I see ID in the exact same way - it's had its opportunities to sell itself again and again - both in the scientific community AND in courts of law. It has been clearly unsuccessful. It has failed in providing the kind of evidence necessary to support itself in both of those forums. It hasn't even been able to rid itself of its original premise - it is religious in origin.

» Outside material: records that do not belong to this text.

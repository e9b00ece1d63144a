//! Restriction evaluator (spec §4.E): admission checks applied before a
//! file is allowed into the session, plus the batch-level minimum-count
//! check applied only at `upload()` time.

mod error;

pub use self::error::{Error, ErrorKind, Result};

use crate::config::RestrictionsConfig;
use crate::types::{FileRecord, SessionState};

/// Checks a single candidate file against the configured policy
/// (spec §4.E, "per-file checks"). Does not check file count: that is a
/// property of the whole batch and is evaluated separately.
pub fn check_file(config: &RestrictionsConfig, file: &FileRecord) -> Result<()> {
    if let Some(max_size) = config.max_file_size() {
        if let Some(size) = file.size {
            if size > max_size {
                return Err(ErrorKind::FileTooLarge {
                    name: file.name.clone(),
                    size,
                    max_size,
                }
                .into());
            }
        }
    }

    if let Some(allowed) = config.allowed_file_types() {
        if !allowed.is_empty() && !matches_any_allowed_type(file, &allowed) {
            return Err(ErrorKind::DisallowedFileType {
                name: file.name.clone(),
                mime_type: file.mime_type.clone(),
            }
            .into());
        }
    }

    for field in config.required_meta_fields() {
        if !file.meta.contains_key(&field) {
            return Err(ErrorKind::MissingRequiredMeta {
                name: file.name.clone(),
                field,
            }
            .into());
        }
    }

    Ok(())
}

/// Checks that adding `candidate` would not push the session over the
/// configured file-count or total-size ceilings (spec §4.E,
/// `maxNumberOfFiles`/`maxTotalFileSize`).
pub fn check_session_capacity(
    config: &RestrictionsConfig,
    state: &SessionState,
    candidate: &FileRecord,
) -> Result<()> {
    if let Some(max_count) = config.max_number_of_files() {
        if state.files.len() >= max_count {
            return Err(ErrorKind::TooManyFiles { max_count }.into());
        }
    }

    if let Some(max_total) = config.max_total_file_size() {
        let current_total: u64 = state.files.values().filter_map(|f| f.size).sum();
        let candidate_size = candidate.size.unwrap_or(0);
        if current_total + candidate_size > max_total {
            return Err(ErrorKind::TotalSizeExceeded { max_total }.into());
        }
    }

    Ok(())
}

/// Checked only when `upload()` is called, never when a file is added
/// (spec §4.E, "minNumberOfFiles is enforced at upload time").
pub fn check_minimum_files(config: &RestrictionsConfig, state: &SessionState) -> Result<()> {
    if let Some(min_count) = config.min_number_of_files() {
        if state.files.len() < min_count {
            return Err(ErrorKind::NotEnoughFiles {
                min_count,
                actual: state.files.len(),
            }
            .into());
        }
    }
    Ok(())
}

fn matches_any_allowed_type(file: &FileRecord, allowed: &[String]) -> bool {
    allowed.iter().any(|pattern| matches_type_pattern(file, pattern))
}

/// A pattern is either a `.extension` suffix, a `type/*` MIME prefix
/// matching any subtype, or a segment pattern matched against the MIME
/// type split on `/`, `+`, `.` (spec §4.E, `allowedFileTypes` pattern
/// rules) -- the last form is what lets `application/*+json` match
/// `application/ld+json`.
fn matches_type_pattern(file: &FileRecord, pattern: &str) -> bool {
    if let Some(extension) = pattern.strip_prefix('.') {
        return file
            .extension
            .as_deref()
            .map(|e| e.eq_ignore_ascii_case(extension))
            .unwrap_or(false);
    }
    if let Some(prefix) = pattern.strip_suffix("/*") {
        return file
            .mime_type
            .split('/')
            .next()
            .map(|p| p.eq_ignore_ascii_case(prefix))
            .unwrap_or(false);
    }
    matches_mime_segments(&file.mime_type, pattern)
}

/// Splits on `/`, `+`, `.`, keeping the delimiters themselves as tokens, so
/// a pattern and a candidate line up segment for segment; a bare `*`
/// segment matches anything in that position.
fn mime_tokens(s: &str) -> Vec<&str> {
    let mut tokens = Vec::new();
    let mut start = 0;
    for (i, c) in s.char_indices() {
        if c == '/' || c == '+' || c == '.' {
            if start < i {
                tokens.push(&s[start..i]);
            }
            tokens.push(&s[i..i + c.len_utf8()]);
            start = i + c.len_utf8();
        }
    }
    if start < s.len() {
        tokens.push(&s[start..]);
    }
    tokens
}

fn matches_mime_segments(mime_type: &str, pattern: &str) -> bool {
    let pattern_tokens = mime_tokens(pattern);
    let mime_tokens = mime_tokens(mime_type);
    pattern_tokens.len() == mime_tokens.len()
        && pattern_tokens
            .iter()
            .zip(mime_tokens.iter())
            .all(|(p, m)| *p == "*" || p.eq_ignore_ascii_case(m))
}

#[cfg(test)]
mod test {
    use super::*;
    use crate::types::FileProgress;
    use std::collections::HashMap;

    fn file(name: &str, mime_type: &str, size: u64) -> FileRecord {
        FileRecord {
            id: name.into(),
            source: "local".into(),
            name: name.to_owned(),
            extension: name.rsplit('.').next().map(String::from),
            mime_type: mime_type.to_owned(),
            data: Default::default(),
            size: Some(size),
            meta: HashMap::new(),
            progress: FileProgress::default(),
            is_paused: false,
            error: None,
            response: None,
            upload_url: None,
            is_remote: false,
            remote: None,
        }
    }

    fn config_with(pairs: &[(&str, &str)]) -> RestrictionsConfig {
        let mut config = RestrictionsConfig::default();
        for (k, v) in pairs {
            config.insert(k.to_string(), v.to_string());
        }
        config
    }

    #[test]
    fn rejects_oversized_file() {
        let config = config_with(&[("max_file_size", "100")]);
        let f = file("big.png", "image/png", 200);
        assert!(check_file(&config, &f).is_err());
    }

    #[test]
    fn accepts_file_within_size_limit() {
        let config = config_with(&[("max_file_size", "100")]);
        let f = file("small.png", "image/png", 50);
        assert!(check_file(&config, &f).is_ok());
    }

    #[test]
    fn wildcard_mime_pattern_matches_prefix() {
        let config = config_with(&[("allowed_file_types", "image/*")]);
        assert!(check_file(&config, &file("a.png", "image/png", 1)).is_ok());
        assert!(check_file(&config, &file("a.pdf", "application/pdf", 1)).is_err());
    }

    #[test]
    fn extension_pattern_matches_suffix() {
        let config = config_with(&[("allowed_file_types", ".csv")]);
        assert!(check_file(&config, &file("data.csv", "text/csv", 1)).is_ok());
        assert!(check_file(&config, &file("data.tsv", "text/tab-separated-values", 1)).is_err());
    }

    #[test]
    fn plus_segment_wildcard_matches_structured_suffix() {
        let config = config_with(&[("allowed_file_types", "application/*+json")]);
        assert!(check_file(&config, &file("a.jsonld", "application/ld+json", 1)).is_ok());
        assert!(check_file(&config, &file("a.json", "application/json", 1)).is_err());
        assert!(check_file(&config, &file("a.xml", "application/xml", 1)).is_err());
    }

    #[test]
    fn minimum_file_count_only_checked_explicitly() {
        let config = config_with(&[("min_number_of_files", "2")]);
        let state = SessionState::default();
        assert!(check_minimum_files(&config, &state).is_err());
    }

    #[test]
    fn missing_required_meta_field_is_rejected() {
        let config = config_with(&[("required_meta_fields", "project_id")]);
        let f = file("a.png", "image/png", 1);
        assert!(check_file(&config, &f).is_err());
    }
}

"For the reasons that follow, we conclude that the religious nature of ID [intelligent design] would be readily apparent to an objective observer, adult or child" (page 24)
"A significant aspect of the IDM [intelligent design movement] is that despite Defendants' protestations to the contrary, it describes ID as a religious argument. In that vein, the writings of leading ID proponents reveal that the designer postulated by their argument is the God of Christianity." (page 26)
"The evidence at trial demonstrates that ID is nothing less than the progeny of creationism" (page 31)
"The overwhelming evidence at trial established that ID is a religious view, a mere re-labeling of creationism, and not a scientific theory." (page 43)
"Throughout the trial and in various submissions to the Court, Defendants vigorously argue that the reading of the statement is not “teaching” ID but instead is merely “making students aware of it.” In fact, one consistency among the Dover School Board members' testimony, which was marked by selective memories and outright lies under oath, as will be discussed in more detail below, is that they did not think they needed to be knowledgeable about ID because it was not being taught to the students. We disagree." (footnote 7 on page 46)
"After a searching review of the record and applicable caselaw, we find that while ID arguments may be true, a proposition on which the Court takes no position, ID is not science. We find that ID fails on three different levels, any one of which is sufficient to preclude a determination that ID is science. They are: (1) ID violates the centuries-old ground rules of science by invoking and permitting supernatural causation; (2) the argument of irreducible complexity, central to ID, employs the same flawed and illogical contrived dualism that doomed creation science in the 1980's; and (3) ID's negative attacks on evolution have been refuted by the scientific community." (page 64)
"[T]he one textbook [Pandas] to which the Dover ID Policy directs students contains outdated concepts and flawed science, as recognized by even the defense experts in this case." (pages 86—87)
"ID's backers have sought to avoid the scientific scrutiny which we have now determined that it cannot withstand by advocating that the controversy, but not ID itself, should be taught in science class. This tactic is at best disingenuous, and at worst a canard. The goal of the IDM is not to encourage critical thought, but to foment a revolution which would supplant evolutionary theory with ID." (page 89)
"Accordingly, we find that the secular purposes claimed by the Board amount to a pretext for the Board's real purpose, which was to promote religion in the public school classroom, in violation of the Establishment Clause." (page 132)
From the Dover vs Kitzmiller decision which you can find
here.
Behe himself conceded in the Dover vs Kitzmiller trial "There are no peer reviewed articles by anyone advocating for intelligent design supported by pertinent experiments or calculations which provide detailed rigorous accounts of how intelligent design of any biological system occurred."
You can read more of his peer-review controversy through his last book
here.
So, why won't you see any articles in the NYTimes on ID? Probably the same reason you don't see any articles on a flat earth.